The rule says that continuous monitoring is “a system that allows for real-time, ongoing monitoring of an information system’s security, including monitoring for security threats, misconfigured systems, and other vulnerabilities.”  This is something many dealerships don’t currently have in place – but its implementation would be of significant benefit.

While penetration testing and vulnerability assessments are valuable, they are a snapshot of a point in time.  The appropriate implementation of continuous threat monitoring offers 24/7/365 visibility into potential cyberattacks in real-time.  This provides the ability to stop an attack in its infancy – BEFORE it can cause damage to your dealership.  Quick detection and sift remediation is the key to mitigating the impact a cyberattack will have on your dealership.

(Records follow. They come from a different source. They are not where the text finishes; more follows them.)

use predicates::prelude::PredicateBooleanExt;
use predicates::str::contains;
use std::env;
use std::path::PathBuf;

mod common;
use common::td;

/// Create a unique test DB path inside the system temp dir
fn setup_test_db(name: &str) -> String {
    // Cross-platform: /tmp on Linux/macOS, %TEMP% on Windows
    let mut path: PathBuf = env::temp_dir();
    path.push(format!("{}_tripdeck.sqlite", name));

    let db_path = path.to_string_lossy().to_string();

    // Remove the file if it already exists (reset)
    std::fs::remove_file(&db_path).ok();

    db_path
}

#[test]
fn test_init_creates_database() {
    let db_path = setup_test_db("init_creates_database");

    td().args(["--db", &db_path, "--test", "init"])
        .assert()
        .success()
        .stdout(contains("Database initialized at"));

    assert!(std::path::Path::new(&db_path).exists());
}

#[test]
fn test_trip_add_and_list() {
    let db_path = setup_test_db("trip_add_and_list");

    td().args(["--db", &db_path, "--test", "init"])
        .assert()
        .success();

    td().args([
        "--db",
        &db_path,
        "trip",
        "add",
        "--title",
        "Tuscany",
        "--from",
        "2026-05-01",
        "--to",
        "2026-05-04",
    ])
    .assert()
    .success()
    .stdout(contains("Trip 1 created").and(contains("(4 days)")));

    td().args(["--db", &db_path, "trip", "list"])
        .assert()
        .success()
        .stdout(contains("Tuscany"))
        .stdout(contains("2026-05-01"))
        .stdout(contains("2026-05-04"));
}

#[test]
fn test_trip_add_rejects_inverted_range() {
    let db_path = setup_test_db("trip_inverted_range");

    td().args(["--db", &db_path, "--test", "init"])
        .assert()
        .success();

    td().args([
        "--db",
        &db_path,
        "trip",
        "add",
        "--title",
        "Backwards",
        "--from",
        "2026-05-04",
        "--to",
        "2026-05-01",
    ])
    .assert()
    .failure()
    .stderr(contains("end date 2026-05-01 is before start date 2026-05-04"));
}

#[test]
fn test_trip_add_rejects_bad_date() {
    let db_path = setup_test_db("trip_bad_date");

    td().args(["--db", &db_path, "--test", "init"])
        .assert()
        .success();

    td().args([
        "--db",
        &db_path,
        "trip",
        "add",
        "--title",
        "Nowhere",
        "--from",
        "01/05/2026",
        "--to",
        "2026-05-04",
    ])
    .assert()
    .failure()
    .stderr(contains("Invalid date format: 01/05/2026"));
}

#[test]
fn test_trip_show_reports_window() {
    let db_path = setup_test_db("trip_show_window");
    common::init_db_with_trip(&db_path);

    td().args(["--db", &db_path, "trip", "show", "--trip", "1"])
        .assert()
        .success()
        .stdout(contains("Tuscany"))
        .stdout(contains("4 day(s)"))
        .stdout(contains("window 1 .. 4"))
        .stdout(contains("view starts at day 1"));
}

#[test]
fn test_trip_set_updates_title_and_dates() {
    let db_path = setup_test_db("trip_set");
    common::init_db_with_trip(&db_path);

    td().args([
        "--db",
        &db_path,
        "trip",
        "set",
        "--trip",
        "1",
        "--title",
        "Tuscany & Umbria",
        "--to",
        "2026-05-06",
    ])
    .assert()
    .success()
    .stdout(contains("Trip 1 updated."));

    td().args(["--db", &db_path, "trip", "show", "--trip", "1"])
        .assert()
        .success()
        .stdout(contains("Tuscany & Umbria"))
        .stdout(contains("6 day(s)"));
}

#[test]
fn test_trip_set_cannot_invert_range() {
    let db_path = setup_test_db("trip_set_invert");
    common::init_db_with_trip(&db_path);

    td().args([
        "--db", &db_path, "trip", "set", "--trip", "1", "--to", "2026-04-30",
    ])
    .assert()
    .failure()
    .stderr(contains("is before start date"));
}

#[test]
fn test_trip_del_requires_confirmation() {
    let db_path = setup_test_db("trip_del_confirm");
    common::init_db_with_trip(&db_path);

    // No -y and no input on stdin: the prompt reads EOF and declines.
    td().args(["--db", &db_path, "trip", "del", "--trip", "1"])
        .assert()
        .success()
        .stdout(contains("Operation cancelled."));

    // The trip is still there.
    td().args(["--db", &db_path, "trip", "list"])
        .assert()
        .success()
        .stdout(contains("Tuscany"));
}

#[test]
fn test_trip_del_cascades() {
    let db_path = setup_test_db("trip_del_cascade");
    common::init_db_with_data(&db_path);

    td().args(["--db", &db_path, "trip", "del", "--trip", "1", "-y"])
        .assert()
        .success()
        .stdout(contains("Trip 1 ('Tuscany') deleted."));

    // Day rows and schedule items went with it.
    let conn = common::open_db(&db_path);
    let items: i64 = conn
        .query_row("SELECT COUNT(*) FROM schedule", [], |row| row.get(0))
        .expect("count schedule");
    let infos: i64 = conn
        .query_row("SELECT COUNT(*) FROM day_info", [], |row| row.get(0))
        .expect("count day_info");
    assert_eq!(items, 0);
    assert_eq!(infos, 0);
}

#[test]
fn test_unknown_trip_fails() {
    let db_path = setup_test_db("unknown_trip");

    td().args(["--db", &db_path, "--test", "init"])
        .assert()
        .success();

    td().args(["--db", &db_path, "trip", "show", "--trip", "99"])
        .assert()
        .failure()
        .stderr(contains("Trip not found: 99"));
}
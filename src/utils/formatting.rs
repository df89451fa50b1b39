//! Formatting utilities used for CLI and export outputs.

pub fn bold(s: &str) -> String {
    format!("\x1b[1m{}\x1b[0m", s)
}

pub fn italic(s: &str) -> String {
    format!("\x1b[3m{}\x1b[0m", s)
}

pub fn pad_right(s: &str, width: usize) -> String {
    format!("{:<width$}", s, width = width)
}

pub fn pad_left(s: &str, width: usize) -> String {
    format!("{:>width$}", s, width = width)
}

/// Wrap a free-text note to `width` columns for indented display under a
/// schedule row. Empty input yields no lines.
pub fn wrap_note(s: &str, width: usize) -> Vec<String> {
    if s.trim().is_empty() {
        return Vec::new();
    }
    textwrap::wrap(s, width)
        .into_iter()
        .map(|l| l.into_owned())
        .collect()
}

#[cfg(test)]
mod tests {
    use super::*;

    #[test]
    fn wrap_note_skips_empty() {
        assert!(wrap_note("", 20).is_empty());
        assert!(wrap_note("   ", 20).is_empty());
    }

    #[test]
    fn wrap_note_splits_long_text() {
        let lines = wrap_note("bring passport and printed tickets for the museum", 20);
        assert!(lines.len() > 1);
        assert!(lines.iter().all(|l| l.len() <= 20));
    }
}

What are the requirements for a “qualified” individual?

In the new rule, it states that “a qualified individual be responsible for overseeing and implementing your information security program.”  It goes on to say that “in order to effectively comply, a financial institution’s coordinator must have some level of information security training and knowledge.”  The rule doesn’t get into the specific kind of training needed but does state that “verification that security personnel are taking steps to maintain current knowledge on security issues” is required.  This would appear to indicate that the qualified individual that oversees your dealership’s cybersecurity program must have and maintain some type of professional cybersecurity certification – like those of a Certified Information Systems Security Professional (CISSP).

Finding, recruiting, and keeping certified cybersecurity professionals is difficult and expensive.  As a result, the rule allows dealerships to outsource this responsibility.